==== RECORDED INFORMATION
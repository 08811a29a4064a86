//! Uniform, read-only access to the nodes of a tree

use crate::expr::{Expr, HandlerArm, RecordField, ResourceBinding};
use crate::identifier::Ident;
use crate::statement::{Block, Program, Statement};
use mpl_tokens::spanned::{Span, Spanned};

/// A reference to any node of a tree
#[derive(Debug, Copy, Clone)]
pub enum NodeRef<'a> {
    Program(&'a Program),
    Statement(&'a Statement),
    Block(&'a Block),
    Expr(&'a Expr),
    Ident(&'a Ident),
    Field(&'a RecordField),
    Arm(&'a HandlerArm),
    Binding(&'a ResourceBinding),
}

impl<'a> NodeRef<'a> {
    /// The direct children of this node, in source order
    pub fn children(&self) -> Vec<NodeRef<'a>> {
        match *self {
            NodeRef::Program(program) => program.statements.iter().map(NodeRef::from).collect(),
            NodeRef::Block(block) => block.statements.iter().map(NodeRef::from).collect(),
            NodeRef::Statement(stmt) => match stmt {
                Statement::Definition(def) => vec![(&def.name).into(), (&def.body).into()],
                Statement::Module(module) => vec![(&module.name).into(), (&module.body).into()],
                Statement::Expr(expr) => NodeRef::Expr(expr).children(),
            },
            NodeRef::Expr(expr) => expr_children(expr),
            NodeRef::Ident(_) => vec![],
            NodeRef::Field(field) => vec![(&field.name).into(), (&field.value).into()],
            NodeRef::Arm(arm) => vec![(&arm.pattern).into(), (&arm.body).into()],
            NodeRef::Binding(binding) => vec![(&binding.name).into(), (&binding.value).into()],
        }
    }

    /// Visits this node and every node below it, parents before children
    pub fn walk(&self, visitor: &mut impl FnMut(NodeRef<'a>)) {
        visitor(*self);
        for child in self.children() {
            child.walk(visitor);
        }
    }
}

fn expr_children(expr: &Expr) -> Vec<NodeRef<'_>> {
    match expr {
        Expr::Literal(_) | Expr::Identifier(_) | Expr::Type(_) => vec![],
        Expr::Application(app) => vec![(&*app.callee).into(), (&*app.argument).into()],
        Expr::Binary(bin) => vec![(&*bin.left).into(), (&*bin.right).into()],
        Expr::Unary(unary) => vec![(&*unary.operand).into()],
        Expr::Assign(assign) => vec![(&*assign.target).into(), (&*assign.value).into()],
        Expr::Lambda(lambda) => {
            let mut children = vec![NodeRef::Ident(&lambda.param)];
            children.extend(lambda.domain.as_deref().map(NodeRef::Expr));
            children.push((&*lambda.body).into());
            children
        }
        Expr::Forall(forall) => vec![
            (&forall.binder).into(),
            (&*forall.domain).into(),
            (&*forall.body).into(),
        ],
        Expr::Conditional(cond) => vec![
            (&*cond.test).into(),
            (&*cond.then_branch).into(),
            (&*cond.else_branch).into(),
        ],
        Expr::Choice(choice) => vec![(&*choice.left).into(), (&*choice.right).into()],
        Expr::List(c) | Expr::Set(c) | Expr::Tuple(c) => {
            c.elements.iter().map(NodeRef::from).collect()
        }
        Expr::Record(record) => record.fields.iter().map(NodeRef::Field).collect(),
        Expr::Paren(paren) => vec![(&*paren.inner).into()],
        Expr::Sequence(seq) => seq.statements.iter().map(NodeRef::from).collect(),
        Expr::Block(block) => vec![block.into()],
        Expr::Raise(e)
        | Expr::Trace(e)
        | Expr::Delay(e)
        | Expr::Periodic(e)
        | Expr::Alloc(e)
        | Expr::Release(e) => vec![(&*e.operand).into()],
        Expr::Handle(handle) => {
            let mut children = vec![NodeRef::Expr(&handle.expr)];
            children.extend(handle.arms.iter().map(NodeRef::Arm));
            children
        }
        Expr::Receive(chan) | Expr::Send(chan) => {
            vec![(&chan.channel).into(), (&*chan.operand).into()]
        }
        Expr::Parallel(par) => par.branches.iter().map(NodeRef::from).collect(),
        Expr::Atomic(atomic) => {
            let mut children: Vec<_> = atomic.body.iter().map(NodeRef::from).collect();
            children.extend(atomic.label.as_ref().map(NodeRef::Ident));
            children
        }
        Expr::Resource(resource) => {
            let mut children: Vec<_> = resource.bindings.iter().map(NodeRef::Binding).collect();
            children.push((&*resource.body).into());
            children
        }
        Expr::CodeQuote(quote) => vec![(&*quote.body).into()],
        Expr::CodeUnquote(unquote) => vec![(&unquote.name).into()],
        Expr::Path(path) => vec![(&*path.target).into()],
    }
}

impl Spanned for NodeRef<'_> {
    fn span(&self) -> Span {
        match self {
            NodeRef::Program(n) => n.span(),
            NodeRef::Statement(n) => n.span(),
            NodeRef::Block(n) => n.span(),
            NodeRef::Expr(n) => n.span(),
            NodeRef::Ident(n) => n.span(),
            NodeRef::Field(n) => n.span(),
            NodeRef::Arm(n) => n.span,
            NodeRef::Binding(n) => n.span,
        }
    }
}

macro_rules! node_ref_from {
    ($($ty:ty => $variant:ident),* $(,)?) => {
        $(
        impl<'a> From<&'a $ty> for NodeRef<'a> {
            fn from(value: &'a $ty) -> Self {
                NodeRef::$variant(value)
            }
        }
        )*
    };
}

node_ref_from! {
    Program => Program,
    Statement => Statement,
    Block => Block,
    Expr => Expr,
    Ident => Ident,
    RecordField => Field,
    HandlerArm => Arm,
    ResourceBinding => Binding,
}
//! primary expressions

use crate::lexer::{unescape, LexErrorKind};
use crate::parser::statement::empty_block;
use crate::parser::{ErrorKind, Parser, SyntaxResult, TokenSource};
use mpl_ast::expr::{
    AssignExpr, AtomicExpr, ChoiceExpr, CodeQuoteExpr, CodeUnquoteExpr, CollectionExpr,
    ForallExpr, LambdaExpr, LiteralExpr, ParenExpr, PathExpr, RecordExpr, RecordField,
    ResourceBinding, ResourceExpr, SequenceExpr, TypeExpr, TypeSymbol,
};
use mpl_ast::identifier::Ident;
use mpl_ast::literal::{LiteralValue, Number};
use mpl_ast::{Expr, Statement};
use mpl_tokens::spanned::Spanned;
use mpl_tokens::symbols::AliasMap;
use mpl_tokens::token::{Token, TokenKind};

/// Whether a token of this kind can name something
pub(super) fn is_name(kind: TokenKind) -> bool {
    kind == TokenKind::Identifier || kind.is_greek()
}

/// Whether a token of this kind begins a primary expression
pub(super) fn starts_atom(kind: TokenKind) -> bool {
    use TokenKind::*;
    is_name(kind)
        || kind.is_type_symbol()
        || matches!(
            kind,
            Number
                | String
                | RawString
                | True
                | False
                | EmptySet
                | Bottom
                | LParen
                | LBrack
                | LBrace
                | LAngle
                | LCeil
                | LRaii
                | LQuote
                | LUnquote
                | LambdaVar
                | Forall
                | Path
        )
}

fn type_symbol(kind: TokenKind) -> Option<TypeSymbol> {
    Some(match kind {
        TokenKind::Nat => TypeSymbol::Nat,
        TokenKind::Int => TypeSymbol::Int,
        TokenKind::Rat => TypeSymbol::Rat,
        TokenKind::Real => TypeSymbol::Real,
        TokenKind::Complex => TypeSymbol::Complex,
        TokenKind::Bool => TypeSymbol::Bool,
        _ => return None,
    })
}

/// The identifier a name token stands for. Greek letters are always named by their glyph, so
/// `α` and `\alpha` are the same variable.
fn ident_of(token: &Token) -> Ident {
    let name = AliasMap::global()
        .symbol(token.kind())
        .map(|symbol| symbol.glyph.to_string())
        .unwrap_or_else(|| token.lexeme().to_string());
    Ident::new(name, token.span())
}

/// A label written directly after `token`, as in `⌈...⌉_lock`
fn adjacent_subscript(token: &Token, next: &Token) -> Option<Ident> {
    if next.kind() != TokenKind::Identifier || next.span().offset() != token.span().range().end {
        return None;
    }
    next.lexeme()
        .strip_prefix('_')
        .filter(|name| !name.is_empty())
        .map(|name| Ident::new(name, next.span()))
}
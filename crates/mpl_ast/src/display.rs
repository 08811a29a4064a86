//! Constructor style printing of trees, e.g. `Lambda(x, Nat, Mul(x, 2))`.
//!
//! Parentheses used only for grouping are not printed, their effect is already visible in the
//! shape of the tree.

use crate::expr::{Expr, HandlerArm, ResourceBinding};
use crate::statement::{Block, Program, Statement};
use itertools::Itertools;
use std::fmt::{Display, Formatter};

impl Display for Expr {
    fn fmt(&self, f: &mut Formatter<'_>) -> std::fmt::Result {
        match self {
            Expr::Literal(lit) => write!(f, "{}", lit.value),
            Expr::Identifier(id) => write!(f, "{id}"),
            Expr::Type(ty) => write!(f, "{}", ty.symbol),
            Expr::Application(app) => write!(f, "App({}, {})", app.callee, app.argument),
            Expr::Binary(bin) => write!(f, "{}({}, {})", bin.op, bin.left, bin.right),
            Expr::Unary(unary) => write!(f, "{}({})", unary.op, unary.operand),
            Expr::Assign(assign) => write!(f, "Assign({}, {})", assign.target, assign.value),
            Expr::Lambda(lambda) => match &lambda.domain {
                Some(domain) => write!(f, "Lambda({}, {}, {})", lambda.param, domain, lambda.body),
                None => write!(f, "Lambda({}, {})", lambda.param, lambda.body),
            },
            Expr::Forall(forall) => write!(
                f,
                "Forall({}, {}, {})",
                forall.binder, forall.domain, forall.body
            ),
            Expr::Conditional(cond) => write!(
                f,
                "Conditional({}, {}, {})",
                cond.test, cond.then_branch, cond.else_branch
            ),
            Expr::Choice(choice) => write!(f, "Choice({}, {})", choice.left, choice.right),
            Expr::List(list) => write!(f, "List[{}]", list.elements.iter().format(", ")),
            Expr::Set(set) => write!(f, "Set{{{}}}", set.elements.iter().format(", ")),
            Expr::Record(record) => write!(
                f,
                "Record{{{}}}",
                record
                    .fields
                    .iter()
                    .format_with(", ", |field, f| f(&format_args!(
                        "{}: {}",
                        field.name, field.value
                    )))
            ),
            Expr::Tuple(tuple) => write!(f, "Tuple({})", tuple.elements.iter().format(", ")),
            Expr::Paren(paren) => write!(f, "{}", paren.inner),
            Expr::Sequence(seq) => write!(f, "Seq({})", seq.statements.iter().format("; ")),
            Expr::Block(block) => write!(f, "{block}"),
            Expr::Raise(e) => write!(f, "Raise({})", e.operand),
            Expr::Handle(handle) => write!(
                f,
                "Handle({}, [{}])",
                handle.expr,
                handle.arms.iter().format(", ")
            ),
            Expr::Trace(e) => write!(f, "Trace({})", e.operand),
            Expr::Delay(e) => write!(f, "Delay({})", e.operand),
            Expr::Periodic(e) => write!(f, "Periodic({})", e.operand),
            Expr::Receive(chan) => write!(f, "Receive({}, {})", chan.channel, chan.operand),
            Expr::Send(chan) => write!(f, "Send({}, {})", chan.channel, chan.operand),
            Expr::Alloc(e) => write!(f, "Alloc({})", e.operand),
            Expr::Release(e) => write!(f, "Release({})", e.operand),
            Expr::Parallel(par) => write!(f, "Parallel({})", par.branches.iter().format(", ")),
            Expr::Atomic(atomic) => {
                write!(f, "Atomic")?;
                if let Some(label) = &atomic.label {
                    write!(f, "[{label}]")?;
                }
                write!(f, "({})", atomic.body.iter().format("; "))
            }
            Expr::Resource(resource) => {
                write!(f, "Resource(")?;
                for binding in &resource.bindings {
                    write!(f, "{binding}; ")?;
                }
                write!(f, "{})", resource.body)
            }
            Expr::CodeQuote(quote) => write!(f, "Quote({})", quote.body),
            Expr::CodeUnquote(unquote) => write!(f, "Unquote({})", unquote.name),
            Expr::Path(path) => write!(f, "Path({})", path.target),
        }
    }
}

impl Display for HandlerArm {
    fn fmt(&self, f: &mut Formatter<'_>) -> std::fmt::Result {
        write!(f, "{} => {}", self.pattern, self.body)
    }
}

impl Display for ResourceBinding {
    fn fmt(&self, f: &mut Formatter<'_>) -> std::fmt::Result {
        write!(f, "{} ← {}", self.name, self.value)
    }
}

impl Display for Block {
    fn fmt(&self, f: &mut Formatter<'_>) -> std::fmt::Result {
        write!(f, "Block({})", self.statements.iter().format("; "))
    }
}

impl Display for Statement {
    fn fmt(&self, f: &mut Formatter<'_>) -> std::fmt::Result {
        match self {
            Statement::Definition(def) => write!(f, "Def({}, {})", def.name, def.body),
            Statement::Module(module) => write!(f, "Module({}, {})", module.name, module.body),
            Statement::Expr(expr) => write!(f, "{expr}"),
        }
    }
}

/// One statement per line
impl Display for Program {
    fn fmt(&self, f: &mut Formatter<'_>) -> std::fmt::Result {
        write!(f, "{}", self.statements.iter().format("\n"))
    }
}

#[cfg(test)]
mod tests {
    use crate::expr::{
        BinOp, BinaryExpr, Expr, LambdaExpr, LiteralExpr, TypeExpr, TypeSymbol,
    };
    use crate::identifier::Ident;
    use crate::literal::{LiteralValue, Number};
    use crate::statement::{Block, Statement};
    use mpl_tokens::spanned::Span;

    fn int(i: u64) -> Expr {
        Expr::Literal(LiteralExpr {
            value: LiteralValue::Number(Number::Integer(i)),
            span: Span::default(),
        })
    }

    fn var(name: &str) -> Expr {
        Expr::Identifier(Ident::new(name, Span::default()))
    }

    #[test]
    fn test_nested_binary() {
        let expr = Expr::Binary(BinaryExpr::new(
            BinOp::Add,
            int(1),
            Expr::Binary(BinaryExpr::new(BinOp::Mul, int(2), int(3))),
        ));
        assert_eq!(expr.to_string(), "Add(1, Mul(2, 3))");
    }

    #[test]
    fn test_lambda() {
        let lambda = Expr::Lambda(LambdaExpr {
            param: Ident::new("x", Span::default()),
            domain: Some(Box::new(Expr::Type(TypeExpr {
                symbol: TypeSymbol::Nat,
                span: Span::default(),
            }))),
            body: Box::new(Expr::Binary(BinaryExpr::new(BinOp::Mul, var("x"), int(2)))),
            span: Span::default(),
        });
        assert_eq!(lambda.to_string(), "Lambda(x, Nat, Mul(x, 2))");
    }

    #[test]
    fn test_block() {
        let block = Block {
            statements: vec![Statement::Expr(var("a")), Statement::Expr(var("b"))],
            trailing_value: true,
            span: Span::default(),
        };
        assert_eq!(block.to_string(), "Block(a; b)");
        assert_eq!(block.value().map(|s| s.to_string()), Some("b".to_string()));
    }
}
//! the args for running mplc

use mpl_cli_common::LoggingArgs;
use mpl_parsing::{ErrorMode, ParseConfig};
use std::path::PathBuf;

/// The args struct
#[derive(Debug, clap::Parser)]
#[clap(author, version, about = "Parses MPL source files and reports their syntax errors")]
pub struct Args {
    #[command(flatten)]
    logging: LoggingArgs,

    /// Source files to parse. Directories are searched for `.mpl` files.
    #[clap(required = true, value_name = "path", value_hint = clap::ValueHint::AnyPath)]
    pub paths: Vec<PathBuf>,
    /// Keep going after the first error and report every error in a file
    #[clap(long)]
    pub collect: bool,
    /// The deepest nesting of grammar productions allowed
    #[clap(long, env = "MPLC_MAX_DEPTH", default_value_t = ParseConfig::DEFAULT_MAX_DEPTH)]
    pub max_depth: usize,
    /// Print the syntax tree of every file that parses
    #[clap(long)]
    pub dump_ast: bool,
    /// Print the tokens of every file before parsing it
    #[clap(long)]
    pub tokens: bool,
}

impl Args {
    pub fn logging(&self) -> &LoggingArgs {
        &self.logging
    }

    /// The parser configuration these args ask for
    pub fn config(&self) -> ParseConfig {
        let mode = if self.collect {
            ErrorMode::CollectAll
        } else {
            ErrorMode::FailFast
        };
        ParseConfig::default()
            .with_mode(mode)
            .with_max_depth(self.max_depth)
    }
}
//! programs, statements and blocks

use crate::config::ErrorMode;
use crate::parser::atoms::is_name;
use crate::parser::{ErrorKind, Parser, SyntaxResult, TokenSource};
use mpl_ast::statement::{Definition, ModuleDef};
use mpl_ast::{Block, Program, Statement};
use mpl_tokens::spanned::Spanned;
use mpl_tokens::token::{Token, TokenKind};

impl<S: TokenSource> Parser<S> {
    /// `program := statement (';' statement)* ';'?`
    pub(super) fn program(&mut self) -> SyntaxResult<Program> {
        let start = self.peek()?.span();
        let mut statements = vec![];
        while !self.at(TokenKind::Eof)? {
            match self.top_level_statement() {
                Ok(statement) => statements.push(statement),
                Err(error) if self.mode() == ErrorMode::CollectAll => self.recover(error)?,
                Err(error) => return Err(error),
            }
        }
        let span = match self.last_span {
            Some(last) => start.join(last),
            None => start,
        };
        Ok(Program { statements, span })
    }

    /// A statement followed by a `;`, or by the end of the file
    fn top_level_statement(&mut self) -> SyntaxResult<Statement> {
        let statement = self.statement()?;
        let found = self.peek()?.clone();
        match found.kind() {
            TokenKind::Semi => {
                self.consume()?;
            }
            TokenKind::Eof => {}
            kind if kind.is_closing_delimiter() => return Err(self.stray_closer(&found)),
            _ => {
                return Err(self.error(ErrorKind::expected_kinds(&[TokenKind::Semi], &found)));
            }
        }
        Ok(statement)
    }

    /// `statement := moduleDef | definition | expression`
    pub(super) fn statement(&mut self) -> SyntaxResult<Statement> {
        self.parse("statement", |parser| {
            let kind = parser.peek_kind()?;
            if kind == TokenKind::Module {
                return parser.module_def().map(Statement::Module);
            }
            if is_name(kind) && parser.peek_nth_kind(1)? == TokenKind::Definition {
                return parser.definition().map(Statement::Definition);
            }
            parser.expression().map(Statement::Expr)
        })
    }

    fn definition(&mut self) -> SyntaxResult<Definition> {
        self.parse("definition", |parser| {
            let name = parser.name("definition name")?;
            parser.expect(TokenKind::Definition)?;
            let body = parser.expression()?;
            Ok(Definition::new(name, body))
        })
    }

    fn module_def(&mut self) -> SyntaxResult<ModuleDef> {
        self.parse("module", |parser| {
            let sigil = parser.expect(TokenKind::Module)?;
            let name = parser.name("module name")?;
            parser.expect(TokenKind::DoubleArrow)?;
            let body = parser.block()?;
            let span = sigil.span().join(body.span);
            Ok(ModuleDef { name, body, span })
        })
    }

    /// A strict statement block, which never turns into a set or record
    pub(super) fn block(&mut self) -> SyntaxResult<Block> {
        self.parse("block", |parser| {
            let open = parser.expect(TokenKind::LBrace)?;
            if let Some(close) = parser.consume_kind(TokenKind::RBrace)? {
                return Ok(empty_block(&open, &close));
            }
            parser.ensure_open(&open)?;
            let first = parser.statement()?;
            parser.block_rest(&open, first)
        })
    }

    /// Parses the rest of a block whose first statement is already parsed.
    ///
    /// Every statement but the last needs a `;`. When the last one has none it is the value of
    /// the block.
    pub(super) fn block_rest(&mut self, open: &Token, first: Statement) -> SyntaxResult<Block> {
        let mut statements = vec![first];
        let (close, trailing_value) = loop {
            if let Some(close) = self.consume_kind(TokenKind::RBrace)? {
                break (close, true);
            }
            if self.consume_kind(TokenKind::Semi)?.is_none() {
                return Err(self.closing_error(open, &[TokenKind::Semi, TokenKind::RBrace]));
            }
            if let Some(close) = self.consume_kind(TokenKind::RBrace)? {
                break (close, false);
            }
            self.ensure_open(open)?;
            statements.push(self.statement()?);
        };
        Ok(Block {
            statements,
            trailing_value,
            span: open.span().join(close.span()),
        })
    }

    /// Parses `;` separated statements up to `closer`, a trailing `;` allowed. `first` is
    /// already parsed.
    pub(super) fn statement_list(
        &mut self,
        open: &Token,
        closer: TokenKind,
        first: Statement,
        form: &'static str,
    ) -> SyntaxResult<(Vec<Statement>, Token)> {
        let mut statements = vec![first];
        let close = loop {
            match self.peek_kind()? {
                TokenKind::Semi => {
                    self.consume()?;
                    if let Some(close) = self.consume_kind(closer)? {
                        break close;
                    }
                    self.ensure_open(open)?;
                    statements.push(self.statement()?);
                }
                kind if kind == closer => break self.consume()?,
                TokenKind::Comma => return Err(self.error(ErrorKind::AmbiguousBlockForm { form })),
                _ => return Err(self.closing_error(open, &[TokenKind::Semi, closer])),
            }
        };
        Ok((statements, close))
    }
}

pub(super) fn empty_block(open: &Token, close: &Token) -> Block {
    Block {
        statements: vec![],
        trailing_value: false,
        span: open.span().join(close.span()),
    }
}
//! Source locations, and a trait that can provide the [Span] of the complete context of a tree node

use std::fmt::{Display, Formatter};
use std::ops::{Range, RangeInclusive};

/// A trait that can provide the [Span] of the complete context of a node
pub trait Spanned {
    fn span(&self) -> Span;
}

/// A line and column in a source buffer.
///
/// Lines are 1-based. Columns are 0-based and count characters, not bytes.
#[derive(Debug, Copy, Clone, Ord, PartialOrd, Eq, PartialEq, Hash)]
pub struct Position {
    pub line: usize,
    pub column: usize,
}

impl Position {
    pub const fn new(line: usize, column: usize) -> Self {
        Self { line, column }
    }

    /// The first position of any buffer
    pub const fn start() -> Self {
        Self::new(1, 0)
    }

    /// Moves this position past `text`
    pub fn advance(&mut self, text: &str) {
        for char in text.chars() {
            if char == '\n' {
                self.line += 1;
                self.column = 0;
            } else {
                self.column += 1;
            }
        }
    }

    /// Gets the position after `text`, leaving this one untouched
    pub fn advanced(mut self, text: &str) -> Self {
        self.advance(text);
        self
    }
}

impl Default for Position {
    fn default() -> Self {
        Self::start()
    }
}

impl Display for Position {
    fn fmt(&self, f: &mut Formatter<'_>) -> std::fmt::Result {
        write!(f, "{}:{}", self.line, self.column)
    }
}

/// A range of source text, as byte offsets plus the line/column of both ends
#[derive(Debug, Copy, Clone, Ord, PartialOrd, Eq, PartialEq, Hash, Default)]
pub struct Span {
    offset: usize,
    len: usize,
    start: Position,
    end: Position,
}

impl Span {
    /// Creates a new span
    pub const fn new(offset: usize, len: usize, start: Position, end: Position) -> Self {
        Self {
            offset,
            len,
            start,
            end,
        }
    }

    /// Creates a span covering `text`, which starts at `offset`/`start`
    pub fn covering(offset: usize, start: Position, text: &str) -> Self {
        Self::new(offset, text.len(), start, start.advanced(text))
    }

    /// Creates an empty span at a location
    pub const fn empty_at(offset: usize, position: Position) -> Self {
        Self::new(offset, 0, position, position)
    }

    /// Gets an empty span directly after this span
    pub const fn after(&self) -> Self {
        Self::empty_at(self.offset + self.len, self.end)
    }

    /// Creates a span that encompasses both
    pub fn join(&self, other: Self) -> Self {
        let (start_offset, start) = if self.offset <= other.offset {
            (self.offset, self.start)
        } else {
            (other.offset, other.start)
        };
        let (end_offset, end) = if self.offset + self.len >= other.offset + other.len {
            (self.offset + self.len, self.end)
        } else {
            (other.offset + other.len, other.end)
        };
        Self::new(start_offset, end_offset - start_offset, start, end)
    }

    /// Checks whether `other` lies completely within this span
    pub fn contains(&self, other: Self) -> bool {
        self.offset <= other.offset && other.offset + other.len <= self.offset + self.len
    }

    pub const fn offset(&self) -> usize {
        self.offset
    }

    pub const fn len(&self) -> usize {
        self.len
    }

    pub const fn is_empty(&self) -> bool {
        self.len == 0
    }

    pub const fn start(&self) -> Position {
        self.start
    }

    pub const fn end(&self) -> Position {
        self.end
    }

    /// The byte range of this span
    pub const fn range(&self) -> Range<usize> {
        self.offset..self.offset + self.len
    }

    /// Slices the text this span covers out of `source`
    pub fn source_text<'s>(&self, source: &'s str) -> Option<&'s str> {
        source.get(self.range())
    }
}

impl Spanned for Span {
    fn span(&self) -> Span {
        *self
    }
}

/// A line reader struct that's responsible for getting lines from a span
#[derive(Debug, Default)]
pub struct LineReader {
    before: usize,
    after: usize,
}

impl LineReader {
    /// Creates a new line reader that gets `before` number of lines before a span and `after` number
    /// of lines after.
    pub fn new(before: usize, after: usize) -> Self {
        Self { before, after }
    }

    /// Gets the lines surrounding a span, plus the line the span starts on
    pub fn lines(&self, source: &str, span: &Span) -> (Vec<Line>, usize) {
        let base_line = span.start().line;
        let range: RangeInclusive<usize> =
            base_line.saturating_sub(self.before).max(1)..=base_line.saturating_add(self.after);
        let mut byte_offset = 0usize;
        let mut lines = vec![];
        for (idx, src) in source.split('\n').enumerate() {
            let line = idx + 1;
            if range.contains(&line) {
                lines.push(Line {
                    line,
                    col: if line == base_line {
                        span.start().column
                    } else {
                        0
                    },
                    byte_offset,
                    src: src.trim_end_matches('\r').to_string(),
                });
            }
            byte_offset += src.len() + 1;
        }
        (lines, base_line)
    }
}

#[derive(Debug)]
pub struct Line {
    pub line: usize,
    pub col: usize,
    pub byte_offset: usize,
    pub src: String,
}
#![doc = include_str!("../README.md")]

use clap::{value_parser, ArgAction, Args};

/// `-v[v]` and `-q[q]`, mutually exclusive
#[derive(Debug, Clone, Copy, Default, Args)]
pub struct LoggingArgs {
    /// Log more, `-vv` for everything the parser does
    #[clap(short = 'v', value_parser = value_parser!(u8).range(0..=2), action = ArgAction::Count, conflicts_with = "quiet")]
    verbose: u8,
    /// Log less, `-qq` for nothing at all
    #[clap(short = 'q', value_parser = value_parser!(u8).range(0..=2), action = ArgAction::Count, conflicts_with = "verbose")]
    quiet: u8,
}

impl LoggingArgs {
    /// Verbosity relative to the default, from -2 to 2
    pub fn verbosity(&self) -> i8 {
        (self.verbose.min(2) as i8) - (self.quiet.min(2) as i8)
    }

    /// Gets the logging level based on whether `-v[v]` or `-q[q]` has been used
    #[cfg(feature = "tracing")]
    pub fn log_level_filter(&self) -> tracing::level_filters::LevelFilter {
        use tracing::level_filters::LevelFilter;
        match self.verbosity() {
            i8::MIN..=-2 => LevelFilter::OFF,
            -1 => LevelFilter::ERROR,
            0 => LevelFilter::INFO,
            1 => LevelFilter::DEBUG,
            2..=i8::MAX => LevelFilter::TRACE,
        }
    }
}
========
▶ [DIRECTIONS FOR THIS TASK]
Working from the data above, extract solely the lines from the one containing "let lambda = Expr::Lambda(LambdaExpr" through the one containing "#[command(flatten)]", exactly as they appear, both included.

▶ [YOUR RESPONSE]
        let lambda = Expr::Lambda(LambdaExpr {
            param: Ident::new("x", Span::default()),
            domain: Some(Box::new(Expr::Type(TypeExpr {
                symbol: TypeSymbol::Nat,
                span: Span::default(),
            }))),
            body: Box::new(Expr::Binary(BinaryExpr::new(BinOp::Mul, var("x"), int(2)))),
            span: Span::default(),
        });
        assert_eq!(lambda.to_string(), "Lambda(x, Nat, Mul(x, 2))");
    }

    #[test]
    fn test_block() {
        let block = Block {
            statements: vec![Statement::Expr(var("a")), Statement::Expr(var("b"))],
            trailing_value: true,
            span: Span::default(),
        };
        assert_eq!(block.to_string(), "Block(a; b)");
        assert_eq!(block.value().map(|s| s.to_string()), Some("b".to_string()));
    }
}
//! the args for running mplc

use mpl_cli_common::LoggingArgs;
use mpl_parsing::{ErrorMode, ParseConfig};
use std::path::PathBuf;

/// The args struct
#[derive(Debug, clap::Parser)]
#[clap(author, version, about = "Parses MPL source files and reports their syntax errors")]
pub struct Args {
    #[command(flatten)]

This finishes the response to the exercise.